## TASK PROMPT
The response should consist of the records that follow, repeated exactly.

## MATERIAL PROVIDED
================

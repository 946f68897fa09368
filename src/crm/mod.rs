pub mod client;
pub mod types;

pub use client::{CrmClient, CrmError};
pub use types::{CustomField, SubmissionPayload};

use crate::config::{CrmConfig, API_KEY_PLACEHOLDER, LOCATION_ID_PLACEHOLDER};

/// Validate CRM credentials and endpoint before submitting anything.
/// Returns all validation errors at once, in a fixed order (key, location,
/// URL). Placeholder sentinels count as unconfigured. No network calls.
pub fn validate_crm_config(config: &CrmConfig) -> Result<(), Vec<String>> {
    let mut errors = Vec::new();

    if config.api_key.is_empty() || config.api_key == API_KEY_PLACEHOLDER {
        errors.push("CRM API key is not configured".to_string());
    }

    if config.location_id.is_empty() || config.location_id == LOCATION_ID_PLACEHOLDER {
        errors.push("CRM location ID is not configured".to_string());
    }

    if config.api_url.is_empty() {
        errors.push("CRM API URL is not configured".to_string());
    }

    if errors.is_empty() {
        Ok(())
    } else {
        Err(errors)
    }
}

================

## THE ANSWER
repository 946f68897fa09368
filename src/crm/mod.rs
pub mod client;
pub mod types;

pub use client::{CrmClient, CrmError};
pub use types::{CustomField, SubmissionPayload};

use crate::config::{CrmConfig, API_KEY_PLACEHOLDER, LOCATION_ID_PLACEHOLDER};

/// Validate CRM credentials and endpoint before submitting anything.
/// Returns all validation errors at once, in a fixed order (key, location,
/// URL). Placeholder sentinels count as unconfigured. No network calls.
pub fn validate_crm_config(config: &CrmConfig) -> Result<(), Vec<String>> {
    let mut errors = Vec::new();

    if config.api_key.is_empty() || config.api_key == API_KEY_PLACEHOLDER {
        errors.push("CRM API key is not configured".to_string());
    }

    if config.location_id.is_empty() || config.location_id == LOCATION_ID_PLACEHOLDER {
        errors.push("CRM location ID is not configured".to_string());
    }

    if config.api_url.is_empty() {
        errors.push("CRM API URL is not configured".to_string());
    }

    if errors.is_empty() {
        Ok(())
    } else {
        Err(errors)
    }
}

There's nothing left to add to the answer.